Even so, it is the state's Democrats who, after the election of 1996, control both houses of the legislature; it is they who basically hired her back in January; and it is they who are privately setting great store by the pending findings by Hardin and staff concerning Governor Sundquist's 1997 austerity budget, which seeks to cut $110 million from last year's total -- and, critics say, to throttle any number of good causes in the process.

SEVERAL OF SUNDQUIST'S BUDget cuts are indisputably real and, by general agreement, cut deep into the state's commitments in such areas as housing and higher education. Other cuts are window-dressing and don't do what the governor claims they do and in many cases aren't even reductions at all, say the Democrats, many of whom, in the words of State Rep. Matt Kisber of Jackson, see the process as a "budgetary charade," a game of "smoke and mirrors."

Preliminary indications from Hardin's office are that both kinds of reservations about the budget will be reflected in her official report, which is due, she says, "within the next two weeks." The report will incorporate responses from throughout the state concerning the impact of various reductions, and, while Hardin intends to be even-handed in her presentation, some conclusions will "speak for themselves."

For example, there are the 77 state firefighters who will be dropped from the Department of Agriculture's payroll, according to the Sundquist budget. "We've already heard concerns from many of the communities that think they are going to be affected," says Hardin, who points out, too, that the term of service for the remaining firefighting personnel will be extended and aid will be given to volunteer fire departments. "And that, to some degree, could be an offsetting factor."

But, while Hardin insists that she will let the evidence speak for itself, highlighting the facts only to ensure that the entire picture and differing points of view get exposed, and John Ferguson, Governor Sundquist's Commissioner of Finance and Administration, expresses confidence that Hardin's report will be both fair and honest, it is members of the Democratic leadership who, with an air of vindication, are touting her report in advance.

Sure to be incorporated in the report are some bizarre tergiversations uncovered in recent and ongoing hearings by the House Finance, Ways, and Means Committee, chaired by Kisber. Among the disclosures:

Some 12 positions in the Tennessee Wildlife Resources Agency, totaling $313,000, were slated for elimination and presented as an economy in Governor Sundquist's initial budget presentation. The problem, as committee members found, is that none of the 12 positions -- those of inspectors, in the main -- were ever actually paid for out of the state's general fund. They were financed wholly by hunters' and fishers' user fees and thus never constituted a burden upon the taxpayers of Tennessee.

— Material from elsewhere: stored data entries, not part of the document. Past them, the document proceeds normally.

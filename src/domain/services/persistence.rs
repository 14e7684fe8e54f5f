#[cfg(test)]
#[path = "persistence_test.rs"]
mod tests;

use anyhow::Result;

use super::AppState;
use super::Orchestrator;
use super::Ticket;
use crate::domain::models::user_facing;
use crate::domain::models::ClientError;
use crate::domain::models::Event;
use crate::domain::models::Message;
use crate::domain::models::MessageType;
use crate::domain::models::NewSummary;
use crate::domain::models::SavedSummary;
use crate::domain::models::Sender;
use crate::domain::models::SlideCard;
use crate::domain::models::TranscriptItem;

struct PreparedSummary {
    token: String,
    course_name: String,
    summary: NewSummary,
}

/// Builds the save request from the current deck, or None when saving is not
/// allowed right now.
fn prepare_summary(state: &AppState) -> Result<Option<PreparedSummary>> {
    if !state.can_persist() {
        return Ok(None);
    }

    let (token, course_id, deck) = match (
        state.auth.token(),
        state.courses.selected,
        state.session.deck.as_ref(),
    ) {
        (Some(token), Some(course_id), Some(deck)) => (token, course_id, deck),
        _ => return Ok(None),
    };

    let filename = state.session.source_file.clone().unwrap_or_default();
    let title = match state.session.slides.first() {
        Some(slide) if !slide.title.trim().is_empty() => slide.title.to_string(),
        _ => filename.to_string(),
    };
    let course_name = state
        .courses
        .selected_course()
        .map(|course| return course.name.to_string())
        .unwrap_or_default();

    return Ok(Some(PreparedSummary {
        token,
        course_name,
        summary: NewSummary {
            course_id,
            session_id: deck.id.to_string(),
            source_filename: filename,
            title,
            slides_payload: serde_json::to_value(&state.session.slides)?,
        },
    }));
}

impl Orchestrator {
    /// Uploads the current deck's slides to the selected course, then refetches
    /// that course's summaries. Failures are reported, not raised to the
    /// pipeline.
    pub async fn persist_summary(&self, ticket: &Ticket) -> Result<SavedSummary> {
        let prepared = prepare_summary(&self.state())?;

        let PreparedSummary {
            token,
            course_name,
            summary,
        } = match prepared {
            Some(prepared) => prepared,
            None => {
                let err = ClientError::Validation(
                    "Sign in, select a course and summarize a deck before saving.".to_string(),
                );
                self.notify_to(ticket, MessageType::Warning, &err.to_string());
                return Err(err.into());
            }
        };

        let saved = match self.backend().save_summary(&token, &summary).await {
            Ok(saved) => saved,
            Err(err) => {
                tracing::warn!(course_id = summary.course_id, error = ?err, "saving summary failed");
                self.notify_to(
                    ticket,
                    MessageType::Warning,
                    &format!("Failed to save summary: {}", user_facing(&err)),
                );
                return Err(err);
            }
        };

        self.notify_to(
            ticket,
            MessageType::Normal,
            &format!("Saved summary to course \"{course_name}\"."),
        );
        let _ = self.load_summaries().await;

        return Ok(saved);
    }

    /// Saves the current deck on request, outside of a pipeline run.
    pub async fn save_current_deck(&self) -> Result<SavedSummary> {
        let ticket = self.ticket();
        return self.persist_summary(&ticket).await;
    }

    /// Redraws the visible transcript with a stored summary. Purely local: the
    /// chat log and the active deck are left alone.
    pub fn show_saved_summary(&self, summary_id: i64) -> Result<()> {
        let summary = self
            .state()
            .courses
            .summaries
            .iter()
            .find(|summary| return summary.id == summary_id)
            .cloned();

        let summary = match summary {
            Some(summary) => summary,
            None => {
                let err = ClientError::Validation(format!("No saved summary with id {summary_id}."));
                self.notify(MessageType::Warning, &err.to_string());
                return Err(err.into());
            }
        };

        let mut items = vec![TranscriptItem::Message(Message::new(
            Sender::Ai,
            &format!("Saved summary: {}", summary.display_title()),
        ))];
        items.extend(
            SlideCard::from_payload(&summary.slides_payload)
                .into_iter()
                .map(TranscriptItem::SlideCard),
        );
        self.emit(Event::TranscriptReplaced(items));

        return Ok(());
    }
}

Moreover, as TWRA director Gary Myers freely admitted to the House committee, his agency has every intention of seeking to have the positions reinstated on final budget review. In other words, the cuts -- which were never really budget reductions in the strict sense, anyhow -- are a case of Now You See 'Em, Now You Won't.

What happened? Myers contended, and Ferguson conceded, that the administration pressured the TWRA to make the cuts for the sake of providing an example to other agencies. That the reductions wouldn't in any case make a dent upon the state's financial predicament is beside the point, maintains Ferguson, who insists that all state agencies, whether they are user- or taxpayer-funded, should get used to the principle of downsizing.

That principle would evidently apply as well to the state Military Department, whose commander, Major General Jackie D. Wood, concedes that a substantial portion of the $722,700 put forth as cuts in his department are actually reductions in federally funded positions -- a fact which prompted State Rep. Tommy Head of Clarksville to muse out loud: "I guess it's hard for me to understand how we can cut federal dollars and save state funds."

Part of the answer, as Ferguson points out, is that many of the federal dollars are matching funds, requiring state outlays. But the committee's Democrats pressed hard on the matter last week and indicated they would keep on trying to discover whether, in the Byzantine complexity of the administration's cost-accounting policies, More was Less or vice versa and who was costing whom to do what.

As is the case with TWRA, a significant portion of the Department of Environment and Conservation's $662,200 is related to positions paid for by state-imposed fees, not directly by the taxpayers. And indications are that the House Finance Committee will allege -- and Hardin's report will confirm -- that there is possible legerdemain as well in the accounting for the General Services Department and the Department of Commerce and Insurance. In both of these agencies, accounting procedures may have been used which posit "reductions" that turn out to be nullified elsewhere in the department's expenditures.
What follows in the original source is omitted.